### DIRECTIONS FOR THIS TASK
From the records that follow, give the number of lines that include the word "maxNumberOfVirtualNetworkLinksWithRegistration", with no further words.

________

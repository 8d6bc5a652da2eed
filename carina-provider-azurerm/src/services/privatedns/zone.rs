use std::collections::HashMap;

use async_trait::async_trait;
use carina_provider_sdk::provider::ProviderResult;
use carina_provider_sdk::resource::{Attributes, ResourceId, State, Value};
use carina_provider_sdk::schema::{AttributeSchema, AttributeType, ResourceSchema, types};
use serde_json::json;

use super::API_VERSION;
use crate::azure::{
    self, expand_tags, flatten_tags, format_resource_id, parse_azure_resource_id, tags_schema,
};
use crate::resources::{ArmContext, ArmResource, import_as_exists_check};
use crate::services::{get_or_none, id_error, require_exists};

/// Private DNS zones are not regional
const LOCATION: &str = "global";

const COUNTERS: [(&str, &str); 4] = [
    ("number_of_record_sets", "numberOfRecordSets"),
    ("max_number_of_record_sets", "maxNumberOfRecordSets"),
    (
        "max_number_of_virtual_network_links",
        "maxNumberOfVirtualNetworkLinks",
    ),
    (
        "max_number_of_virtual_network_links_with_registration",
        "maxNumberOfVirtualNetworkLinksWithRegistration",
    ),
];

pub struct PrivateDnsZone;

pub(super) fn zone_path(subscription_id: &str, resource_group: &str, zone: &str) -> String {
    format_resource_id(
        subscription_id,
        resource_group,
        "Microsoft.Network",
        &[("privateDnsZones", zone)],
    )
}

fn expand(attrs: &HashMap<String, Value>) -> serde_json::Value {
    json!({
        "location": LOCATION,
        "tags": expand_tags(attrs),
    })
}

fn flatten(body: &serde_json::Value, name: &str, resource_group: &str) -> HashMap<String, Value> {
    let mut attrs = HashMap::new();
    attrs.insert(
        "name".to_string(),
        Value::string(body.get("name").and_then(|v| v.as_str()).unwrap_or(name)),
    );
    attrs.insert("resource_group_name".to_string(), Value::string(resource_group));
    for (attr, field) in COUNTERS {
        if let Some(n) = body
            .get("properties")
            .and_then(|p| p.get(field))
            .and_then(|v| v.as_i64())
        {
            attrs.insert(attr.to_string(), Value::Int(n));
        }
    }
    attrs.insert("tags".to_string(), flatten_tags(body.get("tags")));
    attrs
}

#[async_trait]
impl ArmResource for PrivateDnsZone {
    fn type_name(&self) -> &'static str {
        "azurerm_private_dns_zone"
    }

    fn schema(&self) -> ResourceSchema {
        let mut schema = ResourceSchema::new(self.type_name())
            .with_description("A Private DNS zone, resolvable from linked virtual networks.")
            .attribute(
                AttributeSchema::new("name", types::non_empty_string())
                    .required()
                    .force_new(),
            )
            .attribute(azure::schema::resource_group_name_schema())
            .attribute(tags_schema());
        for (attr, _) in COUNTERS {
            schema = schema.attribute(AttributeSchema::new(attr, AttributeType::Int).computed());
        }
        schema
    }

    async fn create(
        &self,
        ctx: &ArmContext,
        id: &ResourceId,
        attrs: &HashMap<String, Value>,
    ) -> ProviderResult<State> {
        let name = attrs.get_str("name").unwrap_or_default();
        let resource_group = attrs.get_str("resource_group_name").unwrap_or_default();
        let path = zone_path(ctx.subscription_id(), resource_group, name);

        import_as_exists_check(ctx, self.type_name(), &path, API_VERSION).await?;

        ctx.client
            .put_and_wait(&path, API_VERSION, &expand(attrs))
            .await
            .map_err(|e| {
                e.with_context(format!(
                    "Error creating Private DNS Zone {:?} (Resource Group {:?})",
                    name, resource_group
                ))
            })?;

        let state = self.read(ctx, id, &path).await?;
        require_exists(state, &format!("Private DNS Zone {:?}", name))
    }

    async fn read(
        &self,
        ctx: &ArmContext,
        id: &ResourceId,
        identifier: &str,
    ) -> ProviderResult<State> {
        let mut parsed = parse_azure_resource_id(identifier).map_err(id_error)?;
        let name = parsed.pop_segment("privateDnsZones").map_err(id_error)?;
        parsed.validate_no_empty_segments(identifier).map_err(id_error)?;

        let body = get_or_none(&ctx.client, identifier, API_VERSION)
            .await
            .map_err(|e| {
                e.with_context(format!(
                    "Error reading Private DNS Zone {:?} (Resource Group {:?})",
                    name, parsed.resource_group
                ))
            })?;
        let Some(body) = body else {
            return Ok(State::not_found(id.clone()));
        };

        Ok(
            State::existing(id.clone(), flatten(&body, &name, &parsed.resource_group))
                .with_identifier(identifier),
        )
    }

    async fn update(
        &self,
        ctx: &ArmContext,
        id: &ResourceId,
        identifier: &str,
        _from: &State,
        to: &HashMap<String, Value>,
    ) -> ProviderResult<State> {
        let name = to.get_str("name").unwrap_or_default();
        ctx.client
            .put_and_wait(identifier, API_VERSION, &expand(to))
            .await
            .map_err(|e| e.with_context(format!("Error updating Private DNS Zone {:?}", name)))?;

        let state = self.read(ctx, id, identifier).await?;
        require_exists(state, &format!("Private DNS Zone {:?}", name))
    }

    async fn delete(
        &self,
        ctx: &ArmContext,
        _id: &ResourceId,
        identifier: &str,
    ) -> ProviderResult<()> {
        match ctx.client.delete_and_wait(identifier, API_VERSION).await {
            Ok(()) => Ok(()),
            Err(e) if e.is_not_found() => Ok(()),
            Err(e) => Err(e.with_context(format!("Error deleting Private DNS Zone {:?}", identifier))),
        }
    }
}

#[cfg(test)]
mod tests {
    use super::*;

    #[test]
    fn location_is_always_global() {
        let mut attrs = HashMap::new();
        attrs.insert("name".to_string(), Value::string("internal.contoso.com"));
        assert_eq!(expand(&attrs)["location"], "global");
    }

    #[test]
    fn flatten_reads_counters() {
        let body = json!({
            "name": "internal.contoso.com",
            "location": "global",
            "properties": {
                "maxNumberOfRecordSets": 25000,
                "maxNumberOfVirtualNetworkLinks": 1000,
                "maxNumberOfVirtualNetworkLinksWithRegistration": 100,
                "numberOfRecordSets": 1,
                "provisioningState": "Succeeded"
            }
        });
        let attrs = flatten(&body, "internal.contoso.com", "rg");
        assert_eq!(attrs.get_int("number_of_record_sets"), Some(1));
        assert_eq!(attrs.get_int("max_number_of_record_sets"), Some(25000));
        assert_eq!(
            attrs.get_int("max_number_of_virtual_network_links_with_registration"),
            Some(100)
        );
        assert!(!attrs.contains_key("location"));
    }

    #[test]
    fn counters_are_computed() {
        let schema = PrivateDnsZone.schema();
        assert!(schema.attributes["number_of_record_sets"].is_computed_only());
        assert!(schema.attributes["name"].force_new);
    }
}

________

### COMPLETED TASK
2